The components of ISO 13374 are widely used by organizations that conduct vibration analysis to determine asset health.

3. ANSI TAPPI TIP 0305-34:2008

The ANSI TAPPI TIP 0305-34:2008 standard provides a practical approach for developing and maintaining useful maintenance checklists. It outlines the guidelines for organizations and maintenance personnel to create daily, weekly, and monthly maintenance checklists. Maintenance engineers can customize the lists depending on organizational needs, types of assets, and physical configurations, among other characteristics.

4. MIMOSA Open Information Standards

MIMOSA, a not-for-profit trade association, develops Operations and Maintenance (O&M) standards used in facilities such as facility management, fleet management, and manufacturing. The standards cover different aspects of data exchange and O&M systems integration. Operational managers also use them for data sharing and interoperability across other maintenance datasets.

5. Industrial Internet Consortium Reference Architecture

The Industrial Internet Consortium Reference Architecture (IIRA) is at the forefront of digitizing the maintenance industry. It outlines the principles for structuring and integrating Industrial Internet applications in maintenance. Industrial internet systems are used in sectors such as manufacturing, transportation, healthcare, and energy. The IIRA standard outlines guidelines for developing flexible, interoperable maintenance applications. It defines the requirement for connectivity and data representation and distribution. 

6. SAE JA1011 Standard

The SAE JA1011 standard was initially developed to improve the reliability of assets and safety in the commercial aviation industry. It has been expanded and used in other sectors as well. Today, it’s referred to as the Reliability-Centered Maintenance (RCM) process.
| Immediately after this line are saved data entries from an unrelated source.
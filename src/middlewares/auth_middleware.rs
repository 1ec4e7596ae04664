use axum::{body::Body, extract::State, http::Request, middleware::Next, response::Response};
use bson::oid::ObjectId;
use std::sync::Arc;
use tracing::{debug, warn};

use crate::model::user::Actor;
use crate::service::user_service::UserService;
use crate::util::error::{HandlerError, HandlerErrorKind, ServiceError};
use crate::util::jwt::{JwtTokenUtils, JwtTokenUtilsImpl};

pub struct AuthState {
    pub jwt_utils: Arc<JwtTokenUtilsImpl>,
    pub user_service: Arc<dyn UserService>,
}

fn unauthorized(message: &str) -> HandlerError {
    HandlerError::new(HandlerErrorKind::Unauthorized, message)
}

/// Resolves the bearer token to an active account and stores the caller as
/// an `Actor` extension for the handlers.
pub async fn require_actor(
    State(state): State<Arc<AuthState>>,
    mut req: Request<Body>,
    next: Next,
) -> Result<Response, HandlerError> {
    let auth_header = req
        .headers()
        .get("authorization")
        .and_then(|v| v.to_str().ok())
        .ok_or_else(|| unauthorized("Missing authorization header"))?;

    let token = state
        .jwt_utils
        .extract_token_from_header(auth_header)
        .map_err(|_| unauthorized("Malformed authorization header"))?;
    let claims = state.jwt_utils.validate_access_token(&token).map_err(|e| {
        warn!("Rejected access token: {}", e);
        unauthorized("Invalid or expired token")
    })?;

    let user_id = ObjectId::parse_str(&claims.sub).map_err(|_| unauthorized("Invalid token subject"))?;
    // the stored role is authoritative, the token's may be stale
    let user = state.user_service.active_user(&user_id).await.map_err(|e| match e {
        ServiceError::NotFound(_) => unauthorized("Unknown user"),
        other => HandlerError::from(other),
    })?;

    debug!("Authenticated {} as {}", user.id, user.role);
    req.extensions_mut().insert(Actor::new(user.id, user.role));
    Ok(next.run(req).await)
}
The maintenance industry employs several standards to maintain safe, efficient, and reliable operations. The above list of standards isn’t exhaustive but does include the most commonly utilized standards right now. However, maintenance standards are always evolving. As organizational maintenance needs and data mediums change, teams must continually adapt their approaches. Such flexibility enables maintenance departments to determine which standards are most applicable to their unique needs.